When facts change, businesses that want to thrive have to change as well.
One new fact in the UK is the existence of a world-class exhibition and conference – the largest single gathering of produce executives on British soil.
This month, the second edition of The London Produce Show and Conference takes its bow. The event has served to pivot the attention of the global produce community back to the UK at a time when vendors from around the world were turning their focus to faster growing and less demanding markets in developing countries.
Many of the most progressive firms in the industry have seized the opportunity to utilise the event for their own marketing purposes. Others have engaged because they want to support our efforts to combine the iconic appeal of London, which has simply become a magnet for people of intellect, ability and enterprise from all over the world, with our unrivalled access to the best and brightest minds in the produce sphere, to create a unique event, combining education, networking and commerce.
Yet, it is also sad to see that some who could gain value from the event, choose not to. In analysing why this is so, it is increasingly obvious that many companies dramatically undervalue industry relations. They haven’t sat down and looked at the value of a customer, a vendor, an employee – and so they significantly under market their business.
The London Produce Show and Conference is a great example, because it is in the UK and it is this month, but the principle applies just as much to other shows as it does to advertising in publications such as PRODUCE BUSINESS UK and to marketing of all sorts.
In all businesses, determining the value of a customer is key. The value of a cable or satellite TV company is determined by assessing the value of each subscriber, which is the lifetime profitability of that subscriber, adjusted for the likelihood the subscriber will cancel at some point in time, discounted to the present day. Then this number is multiplied by the total number of subscribers.
Obviously there are many assessments to be made, and the reason there are differences in valuations is precisely because there may be disagreements on things such as the likelihood of a subscriber cancelling or how new technology might put pressure on profits.
The point is, though, that only by knowing this number can a cable or satellite company know how much it pays to spend to acquire a subscriber.
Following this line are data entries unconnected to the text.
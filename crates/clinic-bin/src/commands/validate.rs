// SPDX-License-Identifier: PolyForm-Noncommercial-1.0.0
// Copyright (c) 2025 Sylvex. All rights reserved.

//! Implementation of the `validate` command.

use crate::cli::{Cli, OutputFormat, ValidateArgs};
use crate::error::BinResult;
use crate::loader::{ClinicConfig, ConfigLoader};

/// Loads and validates the configuration without starting the server.
pub fn validate(cli: &Cli, args: ValidateArgs) -> BinResult<()> {
    let config_path = &cli.config;
    let file_found = config_path.exists();

    let config = ConfigLoader::new().with_file(config_path).load()?;
    let warnings = collect_warnings(&config, file_found);

    match args.format {
        OutputFormat::Text => {
            println!("✓ Configuration is valid");
            println!();
            println!("Summary:");
            if file_found {
                println!("  File: {}", config_path.display());
            } else {
                println!("  File: (none, defaults and environment only)");
            }
            println!("  Listen: {}", config.api.socket_addr());
            println!("  Token lifetime: {}s", config.api.jwt.expiration_secs);
            println!("  CORS origins: {}", config.api.cors.allowed_origins.join(", "));

            if !warnings.is_empty() {
                println!();
                println!("Warnings:");
                for warning in &warnings {
                    println!("  ⚠ {}", warning);
                }
            }

            if args.show_config {
                println!();
                println!("Effective configuration:");
                println!("{}", to_pretty_json(&config));
            }
        }
        OutputFormat::Json => {
            let output = serde_json::json!({
                "valid": true,
                "config_path": config_path.display().to_string(),
                "config_file_found": file_found,
                "summary": {
                    "listen": config.api.socket_addr().to_string(),
                    "token_lifetime_secs": config.api.jwt.expiration_secs,
                    "cors_origins": &config.api.cors.allowed_origins,
                },
                "warnings": warnings,
                "config": if args.show_config { Some(&config) } else { None },
            });
            println!("{}", to_pretty_json(&output));
        }
    }

    Ok(())
}

fn collect_warnings(config: &ClinicConfig, file_found: bool) -> Vec<String> {
    let mut warnings = Vec::new();

    if !file_found {
        warnings.push("Configuration file not found; using defaults".to_string());
    }
    if config.api.jwt.secret.len() < 32 {
        warnings.push("Token signing secret is shorter than 32 bytes".to_string());
    }
    if config.api.cors.allows_any_origin() && config.api.cors.allow_credentials {
        warnings.push("CORS allows any origin with credentials".to_string());
    }

    warnings
}

fn to_pretty_json<T: serde::Serialize>(value: &T) -> String {
    serde_json::to_string_pretty(value).unwrap_or_else(|_| "(serialization error)".to_string())
}

#[cfg(test)]
mod tests {
    use super::*;
    use clinic_api::JwtConfig;

    #[test]
    fn test_warnings() {
        let mut config = ClinicConfig::default();
        config.api.jwt = JwtConfig::new("short");
        config.api.cors.allowed_origins = vec!["*".to_string()];

        let warnings = collect_warnings(&config, false);
        assert_eq!(warnings.len(), 3);

        config.api.jwt = JwtConfig::new("a-secret-that-is-long-enough-for-hs256");
        config.api.cors.allowed_origins = vec!["http://localhost:3000".to_string()];
        assert!(collect_warnings(&config, true).is_empty());
    }
}
// SPDX-License-Identifier: PolyForm-Noncommercial-1.0.0
// Copyright (c) 2025 Sylvex. All rights reserved.

//! Room state coordinator.
//!
//! The only code path that writes rooms. It keeps the patient/room pairing a
//! partial bijection: a room hosts at most one patient and a patient occupies
//! at most one room.
//!
//! # Locking
//!
//! Each room and each patient has an async mutex, created on first use and
//! dropped again once no operation holds or waits on it.
//! Locks are always taken room first, then patient, so two operations can
//! never wait on each other in a cycle. The read-modify-write of a room
//! happens entirely under its lock, which is what makes two concurrent
//! assignments of the same room resolve to one winner.
//!
//! The patient side is tracked in an occupancy index (`patient -> room`)
//! maintained by the same operations, so no room scan is needed to detect a
//! patient that is already placed.

use std::hash::Hash;
use std::sync::Arc;

use chrono::Utc;
use dashmap::DashMap;
use tokio::sync::{Mutex, OwnedMutexGuard};
use tracing::{debug, info};

use crate::error::{ConflictError, CoreError, CoreResult};
use crate::models::{Room, RoomInput};
use crate::store::{Collection, Entity, Store};
use crate::types::{PatientId, RoomId};

type LockMap<K> = DashMap<K, Arc<Mutex<()>>>;

// =============================================================================
// RoomCoordinator
// =============================================================================

/// Serializes every room mutation and patient deletion.
pub struct RoomCoordinator {
    store: Store,
    room_locks: LockMap<RoomId>,
    patient_locks: LockMap<PatientId>,
    occupancy: DashMap<PatientId, RoomId>,
}

impl RoomCoordinator {
    /// Creates a coordinator over `store`.
    ///
    /// Call [`rebuild_index`](Self::rebuild_index) once if the store may
    /// already contain occupied rooms.
    pub fn new(store: Store) -> Self {
        Self {
            store,
            room_locks: DashMap::new(),
            patient_locks: DashMap::new(),
            occupancy: DashMap::new(),
        }
    }

    /// Rebuilds the occupancy index from stored rooms.
    pub async fn rebuild_index(&self) -> CoreResult<usize> {
        let rooms = self.store.room_collection().list_all().await?;
        self.occupancy.clear();
        for room in &rooms {
            if let Some(patient) = room.occupant() {
                self.occupancy.insert(patient, room.id);
            }
        }
        info!(occupied = self.occupancy.len(), "Room occupancy index rebuilt");
        Ok(self.occupancy.len())
    }

    /// The room a patient currently occupies, if any.
    pub fn room_of(&self, patient: PatientId) -> Option<RoomId> {
        self.occupancy.get(&patient).map(|entry| *entry.value())
    }

    // ===== Room CRUD =====

    /// Creates an unoccupied room. Room numbers are unique.
    pub async fn create_room(&self, input: RoomInput) -> CoreResult<Room> {
        input.validate()?;
        let room = Room::from_input(input, Utc::now());
        let number = room.room_number.clone();

        let created = self
            .store
            .room_collection()
            .insert_unique(room, &|other: &Room| other.room_number == number)
            .await?
            .ok_or_else(|| duplicate_number(&number))?;

        info!(room = %created.id, number = %created.room_number, "Room created");
        Ok(created)
    }

    /// Updates number, type and status of a room.
    ///
    /// The status of an occupied room can only change through
    /// [`assign`](Self::assign).
    pub async fn update_room(&self, id: RoomId, input: RoomInput) -> CoreResult<Room> {
        input.validate()?;
        let _room_guard = lock(&self.room_locks, id).await;
        let rooms = self.store.room_collection();

        let mut room = rooms.require(id).await?;
        if room.is_occupied() && input.status.is_some() {
            return Err(ConflictError::RoomInUse { room: id }.into());
        }

        room.apply(input, Utc::now());
        let number = room.room_number.clone();
        rooms
            .update_unique(room, &|other: &Room| other.room_number == number)
            .await?
            .ok_or_else(|| duplicate_number(&number))
    }

    /// Deletes a room, releasing its occupant.
    pub async fn delete_room(&self, id: RoomId) -> CoreResult<()> {
        let _room_guard = lock(&self.room_locks, id).await;
        let rooms = self.store.room_collection();

        let room = rooms.require(id).await?;
        if let Some(patient) = room.occupant() {
            let _patient_guard = lock(&self.patient_locks, patient).await;
            self.occupancy.remove_if(&patient, |_, room| *room == id);
        }
        if !rooms.delete(id).await? {
            return Err(CoreError::not_found(Room::KIND, id));
        }

        info!(room = %id, "Room deleted");
        Ok(())
    }

    // ===== Assignment =====

    /// Assigns `patient` to a room, or releases the room when `None`.
    ///
    /// Assigning the current occupant again is a no-op. Assigning a different
    /// patient to an occupied room fails with
    /// [`ConflictError::RoomOccupied`] and leaves the room untouched.
    /// Releasing always leaves the room `Available`.
    pub async fn assign(&self, id: RoomId, patient: Option<PatientId>) -> CoreResult<Room> {
        let _room_guard = lock(&self.room_locks, id).await;
        let room = self.store.room_collection().require(id).await?;

        match patient {
            Some(patient) => self.occupy(room, patient).await,
            None => self.release(room).await,
        }
    }

    async fn occupy(&self, mut room: Room, patient: PatientId) -> CoreResult<Room> {
        let _patient_guard = lock(&self.patient_locks, patient).await;
        self.store.patients.require(patient).await?;

        match room.occupant() {
            Some(current) if current == patient => return Ok(room),
            Some(current) => {
                debug!(room = %room.id, occupant = %current, requested = %patient, "Room already occupied");
                return Err(ConflictError::RoomOccupied {
                    room: room.id,
                    occupant: current,
                }
                .into());
            }
            None => {}
        }

        if let Some(other) = self.room_of(patient) {
            if other != room.id {
                return Err(ConflictError::PatientAlreadyAssigned {
                    patient,
                    room: other,
                }
                .into());
            }
        }

        room.occupy(patient, Utc::now());
        let room = self.store.room_collection().update(room).await?;
        self.occupancy.insert(patient, room.id);

        info!(room = %room.id, patient = %patient, "Patient assigned to room");
        Ok(room)
    }

    async fn release(&self, mut room: Room) -> CoreResult<Room> {
        let previous = room.occupant();
        let _patient_guard = match previous {
            Some(patient) => Some(lock(&self.patient_locks, patient).await),
            None => None,
        };

        room.release(Utc::now());
        let room = self.store.room_collection().update(room).await?;

        if let Some(patient) = previous {
            self.occupancy.remove_if(&patient, |_, occupied| *occupied == room.id);
            info!(room = %room.id, patient = %patient, "Room released");
        }
        Ok(room)
    }

    // ===== Patients =====

    /// Deletes a patient unless they occupy a room.
    pub async fn delete_patient(&self, patient: PatientId) -> CoreResult<()> {
        let _patient_guard = lock(&self.patient_locks, patient).await;

        if let Some(room) = self.room_of(patient) {
            return Err(ConflictError::PatientInRoom { patient, room }.into());
        }
        if !self.store.patients.delete(patient).await? {
            return Err(CoreError::not_found("Patient", patient));
        }

        info!(patient = %patient, "Patient deleted");
        Ok(())
    }
}

impl std::fmt::Debug for RoomCoordinator {
    fn fmt(&self, f: &mut std::fmt::Formatter<'_>) -> std::fmt::Result {
        f.debug_struct("RoomCoordinator")
            .field("occupied", &self.occupancy.len())
            .finish_non_exhaustive()
    }
}

async fn lock<K>(locks: &LockMap<K>, key: K) -> KeyGuard<'_, K>
where
    K: Eq + Hash + Copy,
{
    let mutex = Arc::clone(locks.entry(key).or_default().value());
    KeyGuard {
        locks,
        key,
        guard: Some(mutex.lock_owned().await),
    }
}

/// Holds a per-key lock. On drop the map entry is removed once nobody else
/// holds or waits on it, so unknown ids leave nothing behind.
struct KeyGuard<'a, K: Eq + Hash> {
    locks: &'a LockMap<K>,
    key: K,
    guard: Option<OwnedMutexGuard<()>>,
}

impl<K: Eq + Hash> Drop for KeyGuard<'_, K> {
    fn drop(&mut self) {
        drop(self.guard.take());
        // Waiters clone the Arc under the shard lock, so a count of one
        // means the map is the only owner.
        self.locks
            .remove_if(&self.key, |_, mutex| Arc::strong_count(mutex) == 1);
    }
}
This is the way a valuation is done for an acquisition and the way a marketing program is assessed.
Retailers, of course, also have to do this kind of customer profitability evaluation, but they have added complexity. Cable companies sell a few services, any one of the multiples sells thousands of products. For a long time, our analytic tools were not very good, so people assumed that the biggest customers were the best customers. More advanced techniques now allow retailers to assess customer profitability with more sophistication. Very often, the highest volume customer is a poor family with lots of kids; they buy a lot, but they cherry pick adverts and buy lower profit items. Sometimes a bachelor who doesn’t look at prices and buys a lot of high-profit prepared foods is a better – read as more profitable – customer.
Of course, cable subscribers and food shoppers are both small potatoes compared to large commercial produce operations.
And there’s the rub, for getting a new commercial scale customer is so valuable that virtually any trade marketing effort, sustained over very long periods, is very profitable.
Back in America, an advertiser once told me he was unhappy with our product. He had spent US$700 (£459) on a small ad and had not got a new customer. When I asked him what volume his average customer did with him each week, his answer was about US$25,000 (£16,406). Then I pointed out that this was over a million dollars in business each year and further demonstrated the wild disproportion in his expectations. For each US$700 expenditure in marketing, if he could get a million-plus dollar boost in revenue, his company would easily be the biggest in the world very soon.
The exhibit floor of The London Produce Show and Conference will again be at capacity this year, so we found enough visionaries to fill the floor.
But there are many more companies that can benefit.
What is needed is a focus on determining the lifetime value of a customer, vendor or employee, combined with a more entrepreneurial attitude.
In the run-up to the show, one successful founder of a young but significantly sized company told me how exceptional he thought the show was and, matter of factly, said that he hoped that one day he would be big enough to exhibit.
I was shocked at the attitude, though have since found it to be common in the UK.
It brought me back to the first cheque I had ever written when we were preparing to launch PRODUCE BUSINESS in America some 30 years ago. The entire company was capitalised at US$500. I immediately sent the US$500 to the Produce Marketing Association (PMA) as a deposit on a booth. Why? Because we were about to begin the process of building a reputation in the trade. We had to start marketing.
We didn’t sell one ad; we didn’t sell anything at the PMA Convention. We didn’t even try. But we began a process of putting our name before the produce industry, a process of decades-long marketing that eventually led our launching both The London Produce Show and Conference and PRODUCE BUSINESS UK.
These are now established institutions in the UK produce industry; they are tools to be used to make your organisation more successful. They are new facts, and 30 years from now the most successful players in the trade will be those who saw these new facts and seized on the opportunities they presented. The winners of tomorrow are those who best use these new industry institutions to their advantage today.